Task to carry out ▸
The number of lines below holding the string "authenticator" is the only answer wanted.

══ Supplied entries ══

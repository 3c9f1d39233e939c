//! Debounced `personUpdate` publishing.
//!
//! Joins and leaves only mark the roster dirty. One task waits for that,
//! sleeps for the debounce window so a burst of churn collapses into a
//! single broadcast, then sends the full roster to everyone connected.

use std::time::Duration;

use tokio::task::JoinHandle;

use crate::protocol::{self, events};
use crate::registry::{Frame, Registry};

/// Spawn the roster publisher. Runs until aborted.
pub fn spawn_roster_task(registry: Registry, debounce: Duration) -> JoinHandle<()> {
    let mut changes = registry.roster_changes();
    tokio::spawn(async move {
        while changes.changed().await.is_ok() {
            if !debounce.is_zero() {
                tokio::time::sleep(debounce).await;
            }
            // Everything that changed during the sleep is covered by this publish.
            changes.borrow_and_update();
            publish_roster(&registry).await;
        }
    })
}

/// Send the current roster to every connected participant.
pub async fn publish_roster(registry: &Registry) -> usize {
    let persons = registry.snapshot(None).await;
    let json = match protocol::encode(events::PERSON_UPDATE, &persons) {
        Ok(json) => json,
        Err(e) => {
            tracing::warn!(error = %e, "Failed to encode roster");
            return 0;
        }
    };
    let delivered = registry.broadcast(Frame::from(json)).await;
    tracing::debug!(
        participants = persons.len(),
        delivered,
        "Published roster"
    );
    delivered
}
mod auth_error;
mod authenticator;
mod config;
mod report;
mod requests;
mod scrape_error;
mod scraping_context;
mod table_scraper;
mod text_manipulators;

pub use auth_error::AuthError;
pub use authenticator::{Authenticator, extract_login_token, login_rejection};
pub use config::{Credentials, LoadFromEnv, PmaConfig, PmaEnv};
pub use report::render_table;
pub use requests::Session;
pub use scrape_error::ScrapeError;
pub use scraping_context::ScrapingContext;
pub use table_scraper::{
    RowExtractor, TableRow, TableScraper, parse_results_table, table_url, trailing_id_name,
};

═══

Result for this exercise ▸
2